The solution is to merge overlapping exons right? Well yes, but there is another major caveat in that exons from different genes can sometimes have overlapping exons and we can't collapse exons from different genes, otherwise we wouldn't be able to distinguish them. The solution is to merge exons which only belong to the same gene. If there is a read which aligns to a region with more than one annotation, then it is counted twice because we can't differentiate between the two genes at that position.

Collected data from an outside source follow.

pub mod error;
pub mod config;
pub mod storage;
pub mod identity;
pub mod records;
pub mod realtime;
pub mod portal;

pub use config::PortalConfig;
pub use error::{AppError, AppResult, IdentityError};
pub use portal::ClinicPortal;
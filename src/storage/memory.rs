use std::collections::{HashMap, HashSet};
use std::sync::atomic::{AtomicU64, Ordering};
use std::sync::{Arc, Weak};

use async_trait::async_trait;
use parking_lot::RwLock;
use tokio::sync::mpsc;
use tracing::{debug, warn};
use uuid::Uuid;

use super::{Document, DocumentStore, FeedEvent, Fields, Query, StoreFeed};
use crate::error::{AppError, AppResult};

struct Watcher {
    query: Query,
    tx: mpsc::UnboundedSender<FeedEvent>,
}

#[derive(Default)]
struct State {
    /// collection -> (id -> fields)
    collections: HashMap<String, HashMap<String, Fields>>,
    watchers: HashMap<u64, Watcher>,
    failing_reads: HashSet<String>,
    offline: bool,
}

impl State {
    fn evaluate(&self, query: &Query) -> Vec<Document> {
        let mut docs: Vec<Document> = self
            .collections
            .get(&query.collection)
            .map(|c| {
                c.iter()
                    .filter(|(_, f)| query.matches(f))
                    .map(|(id, f)| Document::new(id.clone(), f.clone()))
                    .collect()
            })
            .unwrap_or_default();
        query.sort(&mut docs);
        docs
    }

    /// Push a fresh snapshot to every watcher of `collection`. Sending happens under the
    /// write lock so each watcher observes mutations in commit order.
    fn notify(&mut self, collection: &str) {
        let mut closed: Vec<u64> = Vec::new();
        let ids: Vec<u64> = self
            .watchers
            .iter()
            .filter(|(_, w)| w.query.collection == collection)
            .map(|(id, _)| *id)
            .collect();
        for id in ids {
            let snapshot = match self.watchers.get(&id) {
                Some(w) => self.evaluate(&w.query),
                None => continue,
            };
            if let Some(w) = self.watchers.get(&id) {
                if w.tx.send(FeedEvent::Snapshot(snapshot)).is_err() {
                    closed.push(id);
                }
            }
        }
        for id in closed {
            self.watchers.remove(&id);
        }
    }

    fn check_online(&self) -> AppResult<()> {
        if self.offline {
            return Err(AppError::unavailable("store_offline", "document store is unreachable"));
        }
        Ok(())
    }

    fn check_readable(&self, collection: &str) -> AppResult<()> {
        self.check_online()?;
        if self.failing_reads.contains(collection) {
            return Err(AppError::unavailable("read_failed".to_string(), format!("reads from '{}' are failing", collection)));
        }
        Ok(())
    }
}

/// In-process document store with push subscriptions.
///
/// Cloning yields another handle onto the same data.
#[derive(Clone, Default)]
pub struct MemoryDocumentStore {
    inner: Arc<RwLock<State>>,
    next_watcher: Arc<AtomicU64>,
}

impl MemoryDocumentStore {
    pub fn new() -> Self { Self::default() }

    /// Simulate losing (or regaining) the connection to the store.
    pub fn set_offline(&self, offline: bool) { self.inner.write().offline = offline; }

    /// Make point reads and one-shot queries against `collection` fail.
    pub fn fail_reads(&self, collection: &str, failing: bool) {
        let mut g = self.inner.write();
        if failing {
            g.failing_reads.insert(collection.to_string());
        } else {
            g.failing_reads.remove(collection);
        }
    }

    /// Break every live query on `collection`: each receives `Failed` and is unregistered.
    pub fn break_subscriptions(&self, collection: &str, message: &str) -> usize {
        let mut g = self.inner.write();
        let ids: Vec<u64> = g
            .watchers
            .iter()
            .filter(|(_, w)| w.query.collection == collection)
            .map(|(id, _)| *id)
            .collect();
        for id in ids.iter() {
            if let Some(w) = g.watchers.remove(id) {
                let _ = w.tx.send(FeedEvent::Failed(AppError::subscription("feed_broken", message)));
            }
        }
        warn!(target: "clinic::store", "broke {} live queries on '{}': {}", ids.len(), collection, message);
        ids.len()
    }

    /// Number of live queries currently registered on `collection`.
    pub fn watcher_count(&self, collection: &str) -> usize {
        self.inner.read().watchers.values().filter(|w| w.query.collection == collection).count()
    }

    /// Number of documents in `collection`.
    pub fn len(&self, collection: &str) -> usize {
        self.inner.read().collections.get(collection).map(|c| c.len()).unwrap_or(0)
    }

    pub fn is_empty(&self, collection: &str) -> bool { self.len(collection) == 0 }

    fn unregister(state: &Weak<RwLock<State>>, id: u64) {
        if let Some(state) = state.upgrade() {
            if state.write().watchers.remove(&id).is_some() {
                debug!(target: "clinic::store", "watcher {} unregistered", id);
            }
        }
    }
}

#[async_trait]
impl DocumentStore for MemoryDocumentStore {
    async fn get(&self, collection: &str, id: &str) -> AppResult<Document> {
        let g = self.inner.read();
        g.check_readable(collection)?;
        g.collections
            .get(collection)
            .and_then(|c| c.get(id))
            .map(|f| Document::new(id, f.clone()))
            .ok_or_else(|| AppError::not_found("record_not_found".to_string(), format!("{}/{} does not exist", collection, id)))
    }

    async fn list(&self, query: &Query) -> AppResult<Vec<Document>> {
        let g = self.inner.read();
        g.check_readable(&query.collection)?;
        Ok(g.evaluate(query))
    }

    async fn add(&self, collection: &str, fields: Fields) -> AppResult<String> {
        let id = Uuid::new_v4().simple().to_string();
        let mut g = self.inner.write();
        g.check_online()?;
        g.collections.entry(collection.to_string()).or_default().insert(id.clone(), fields);
        g.notify(collection);
        debug!(target: "clinic::store", "add {}/{}", collection, id);
        Ok(id)
    }

    async fn set(&self, collection: &str, id: &str, fields: Fields) -> AppResult<()> {
        let mut g = self.inner.write();
        g.check_online()?;
        g.collections.entry(collection.to_string()).or_default().insert(id.to_string(), fields);
        g.notify(collection);
        debug!(target: "clinic::store", "set {}/{}", collection, id);
        Ok(())
    }

    async fn update(&self, collection: &str, id: &str, partial: Fields) -> AppResult<()> {
        let mut g = self.inner.write();
        g.check_online()?;
        let Some(existing) = g.collections.get_mut(collection).and_then(|c| c.get_mut(id)) else {
            return Err(AppError::not_found("record_not_found".to_string(), format!("{}/{} does not exist", collection, id)));
        };
        for (k, v) in partial {
            existing.insert(k, v);
        }
        g.notify(collection);
        debug!(target: "clinic::store", "update {}/{}", collection, id);
        Ok(())
    }

    async fn delete(&self, collection: &str, id: &str) -> AppResult<()> {
        let mut g = self.inner.write();
        g.check_online()?;
        let removed = g.collections.get_mut(collection).and_then(|c| c.remove(id)).is_some();
        if removed {
            g.notify(collection);
        }
        debug!(target: "clinic::store", "delete {}/{} removed={}", collection, id, removed);
        Ok(())
    }

    fn subscribe(&self, query: &Query) -> AppResult<StoreFeed> {
        let (tx, rx) = mpsc::unbounded_channel();
        let id = self.next_watcher.fetch_add(1, Ordering::Relaxed);
        {
            let mut g = self.inner.write();
            g.check_online()?;
            let initial = g.evaluate(query);
            // receiver is held locally, so the initial send cannot fail
            let _ = tx.send(FeedEvent::Snapshot(initial));
            g.watchers.insert(id, Watcher { query: query.clone(), tx });
        }
        debug!(target: "clinic::store", "watcher {} registered on '{}'", id, query.collection);
        let weak = Arc::downgrade(&self.inner);
        Ok(StoreFeed::new(rx, move || Self::unregister(&weak, id)))
    }
}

As you can see in the script below, the program cycles through all unique genes (over 55k) and then grabs exons matching to each and then does a merge of those BED regions with bedtools. It then adds the merged exons to a final BED output file. As there are over 1 million exons, this process is quite slow, but we only need to perform this task each time a new annotation set is made, so being inefficient is not a big deal. The alternative and faster option to this method is to explode the list of exons based on gene name and then perform a bedtools merge on each of the 55k files and collate the results. Either way at the end of the day day you will get the same result.

#input parameters
#Prepare annotation file
wget $GTFURL
gunzip -f ${GTF}.gz
grep exon $GTF |tr ';' '\t' |tr ' ' '\t' |cut -f1,4,5,10,22 \
| tr -d '"' |sed 's/\t/_/4' |sort -u  > $TMP
for GENE in `cut -f4 $TMP | sort -u`; do
grep $GENE $TMP |tr '\t' '%' |sort -u |tr '%' '\t' |sed 's/\t/_/4' \
| bedtools sort |bedtools merge -nms |cut -d ';' -f1 >> $BED

You will notice that the merged exons are annotated only with the gene name and not with the exon ID. The reason behind this is that our group is mostly interested in overall up- and down-regulation of genes and not necessarily in differential exon splicing, and the annotation we have used allows for easy aggregation of in the later stage of the pipeline, which I will describe shortly.